§ **TO DO**: Every line in the records below that holds the word "true" is to be copied.

___ MATERIALS PROVIDED ___

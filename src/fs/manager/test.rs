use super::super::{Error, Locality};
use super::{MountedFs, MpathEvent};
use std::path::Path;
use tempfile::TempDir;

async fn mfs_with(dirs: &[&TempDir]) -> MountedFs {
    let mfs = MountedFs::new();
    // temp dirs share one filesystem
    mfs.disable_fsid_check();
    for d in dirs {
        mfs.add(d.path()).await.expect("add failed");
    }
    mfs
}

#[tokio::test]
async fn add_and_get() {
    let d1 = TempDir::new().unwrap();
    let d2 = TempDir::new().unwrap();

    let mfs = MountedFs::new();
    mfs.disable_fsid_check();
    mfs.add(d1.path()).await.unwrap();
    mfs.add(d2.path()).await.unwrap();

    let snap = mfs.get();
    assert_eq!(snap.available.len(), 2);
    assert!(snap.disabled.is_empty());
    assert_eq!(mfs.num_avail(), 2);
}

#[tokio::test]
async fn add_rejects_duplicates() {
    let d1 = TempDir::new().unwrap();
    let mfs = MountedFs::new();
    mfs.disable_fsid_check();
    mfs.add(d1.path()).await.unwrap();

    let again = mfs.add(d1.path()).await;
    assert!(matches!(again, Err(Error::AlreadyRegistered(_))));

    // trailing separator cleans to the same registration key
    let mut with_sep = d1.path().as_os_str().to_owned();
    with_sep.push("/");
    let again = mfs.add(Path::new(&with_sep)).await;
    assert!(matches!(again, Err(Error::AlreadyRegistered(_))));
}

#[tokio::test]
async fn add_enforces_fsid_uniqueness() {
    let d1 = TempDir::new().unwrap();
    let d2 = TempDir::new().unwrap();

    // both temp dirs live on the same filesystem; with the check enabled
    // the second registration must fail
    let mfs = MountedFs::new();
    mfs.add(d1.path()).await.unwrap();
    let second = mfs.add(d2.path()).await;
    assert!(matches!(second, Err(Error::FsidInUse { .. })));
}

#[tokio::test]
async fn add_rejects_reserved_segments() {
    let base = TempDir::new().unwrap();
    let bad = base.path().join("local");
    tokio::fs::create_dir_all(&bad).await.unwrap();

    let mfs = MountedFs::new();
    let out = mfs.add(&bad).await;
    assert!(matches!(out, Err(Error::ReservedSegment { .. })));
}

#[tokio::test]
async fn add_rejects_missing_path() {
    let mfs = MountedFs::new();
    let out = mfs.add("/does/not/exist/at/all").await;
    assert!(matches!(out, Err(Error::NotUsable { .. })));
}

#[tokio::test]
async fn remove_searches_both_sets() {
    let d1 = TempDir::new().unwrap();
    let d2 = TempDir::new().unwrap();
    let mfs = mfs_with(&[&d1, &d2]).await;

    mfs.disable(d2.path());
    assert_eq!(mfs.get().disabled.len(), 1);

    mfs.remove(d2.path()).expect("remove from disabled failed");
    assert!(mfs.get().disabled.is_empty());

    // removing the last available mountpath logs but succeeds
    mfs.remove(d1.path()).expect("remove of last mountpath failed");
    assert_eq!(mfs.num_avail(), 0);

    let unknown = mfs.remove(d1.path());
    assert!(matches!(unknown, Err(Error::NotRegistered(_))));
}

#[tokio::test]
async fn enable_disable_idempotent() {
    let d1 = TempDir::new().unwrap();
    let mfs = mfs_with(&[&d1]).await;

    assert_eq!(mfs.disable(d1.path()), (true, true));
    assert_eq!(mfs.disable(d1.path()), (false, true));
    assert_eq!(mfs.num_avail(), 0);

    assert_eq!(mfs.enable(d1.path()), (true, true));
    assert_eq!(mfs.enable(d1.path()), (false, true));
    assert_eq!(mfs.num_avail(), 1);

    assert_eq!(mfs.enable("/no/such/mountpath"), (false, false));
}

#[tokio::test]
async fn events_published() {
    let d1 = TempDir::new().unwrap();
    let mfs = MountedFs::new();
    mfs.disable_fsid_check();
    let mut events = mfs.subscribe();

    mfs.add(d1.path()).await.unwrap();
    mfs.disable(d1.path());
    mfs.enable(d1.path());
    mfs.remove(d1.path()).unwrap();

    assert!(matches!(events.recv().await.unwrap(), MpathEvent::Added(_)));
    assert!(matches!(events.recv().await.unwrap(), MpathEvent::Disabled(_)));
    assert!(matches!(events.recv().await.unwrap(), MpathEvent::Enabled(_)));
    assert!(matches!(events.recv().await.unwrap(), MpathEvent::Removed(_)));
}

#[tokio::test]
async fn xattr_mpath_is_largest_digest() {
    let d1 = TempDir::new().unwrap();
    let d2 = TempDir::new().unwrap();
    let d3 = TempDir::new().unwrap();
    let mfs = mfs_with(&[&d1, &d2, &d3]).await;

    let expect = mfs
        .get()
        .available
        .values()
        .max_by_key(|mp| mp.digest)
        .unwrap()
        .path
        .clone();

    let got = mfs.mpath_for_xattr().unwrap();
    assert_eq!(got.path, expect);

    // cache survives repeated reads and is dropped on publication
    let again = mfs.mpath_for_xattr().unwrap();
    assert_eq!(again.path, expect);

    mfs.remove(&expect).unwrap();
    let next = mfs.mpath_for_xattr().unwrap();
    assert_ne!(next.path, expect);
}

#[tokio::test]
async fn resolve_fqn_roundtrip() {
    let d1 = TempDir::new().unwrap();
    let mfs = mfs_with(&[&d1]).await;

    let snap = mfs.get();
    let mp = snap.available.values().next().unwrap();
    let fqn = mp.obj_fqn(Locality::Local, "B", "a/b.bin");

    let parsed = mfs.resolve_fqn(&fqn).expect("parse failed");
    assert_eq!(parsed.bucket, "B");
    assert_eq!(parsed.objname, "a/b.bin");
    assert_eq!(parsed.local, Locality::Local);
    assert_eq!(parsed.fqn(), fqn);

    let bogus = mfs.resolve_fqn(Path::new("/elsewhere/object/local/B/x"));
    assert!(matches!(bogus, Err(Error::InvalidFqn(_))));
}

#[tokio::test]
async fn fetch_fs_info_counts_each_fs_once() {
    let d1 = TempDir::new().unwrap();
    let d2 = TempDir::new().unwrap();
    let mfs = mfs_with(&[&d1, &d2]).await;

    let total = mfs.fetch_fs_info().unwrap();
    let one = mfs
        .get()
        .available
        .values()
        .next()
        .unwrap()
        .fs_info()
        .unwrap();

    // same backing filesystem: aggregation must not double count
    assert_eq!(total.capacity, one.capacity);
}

___

§ **SOLUTION TO THE PROBLEM**:
    assert_eq!(mfs.disable(d1.path()), (true, true));
    assert_eq!(mfs.disable(d1.path()), (false, true));
    assert_eq!(mfs.enable(d1.path()), (true, true));
    assert_eq!(mfs.enable(d1.path()), (false, true));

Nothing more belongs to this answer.